Clarification and automatically supporting the teacher (e.g., by looking up and showing topics on a display while the teacher talks) could be improved by incorporating state-of-the-art speech recognition and ability to conduct information retrieval with verbose natural language queries, such as is incorporated into IBM’s Watson, Microsoft’s Siri, Google Assistant, and Facebook Graph Search [80
]. How to display such information in an optimally informative way is an interesting question for future work, both for individual students and groups of students.
Physical tasks such as handing out materials could also be improved by considering previous work: for example, approaches have been described for making hand-overs natural and effective [81
], for handing materials to seated people [82
], and for how to approach people to deliver handouts [83
]. For example, a robot’s velocity profile can be controlled to be distinctive and evoke trust [84
], in students who might not be accustomed to interacting with robots.
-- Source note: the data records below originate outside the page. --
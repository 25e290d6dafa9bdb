//! Contracts module - domain models, balance accounting, and services.

mod alerts;
mod balance;
mod contracts_model;
mod contracts_service;
mod contracts_traits;

pub use alerts::{expiry_alerts, AlertKind, ContractAlert};
pub use balance::{classify, BalanceReport, BalanceStatus, ItemBalance};
pub use contracts_model::{
    ConsumptionAdjustment, ConsumptionEntry, Contract, ContractItem, ContractItemInput,
    ContractStatus, ContractUpdate, NewContract,
};
pub use contracts_service::ContractService;
pub use contracts_traits::{ContractRepositoryTrait, ContractServiceTrait};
Mechanisms for dealing with complex and narrow human environments with obstacles can also be considered; for example, a drone could be used by a large robot to deliver handouts to students in locations which are difficult to directly access.
As well, the question of whether an embodiment is truly needed arises again. As noted, various studies have suggested the usefulness of robots as an engaging medium within certain contexts. For example, a human-like robot was considered more enjoyable than a human or a box with a speaker for reading poetry [85
]; the authors speculated that the robot was easier to focus attention on than the box, and that the robot’s neutral delivery allowed for more room for interpretation and for people to concentrate and immerse themselves more. However, five out of six of the capabilities we explored—all except physical tasks—do not strictly speaking require an embodiment. Not using an embodiment could be cheaper; also, using speakers and screens distributed through a classroom (e.g., as desks) could make it easier for all students to be able to see and hear to the same degree. This suggests the usefulness of some future work to examine cost/value trade-offs for having an embodiment within various contexts. Furthermore, additional mechanisms such as emotional speech synthesis could be used for capabilities such as reading, greeting, and alerting to have a more engaging delivery.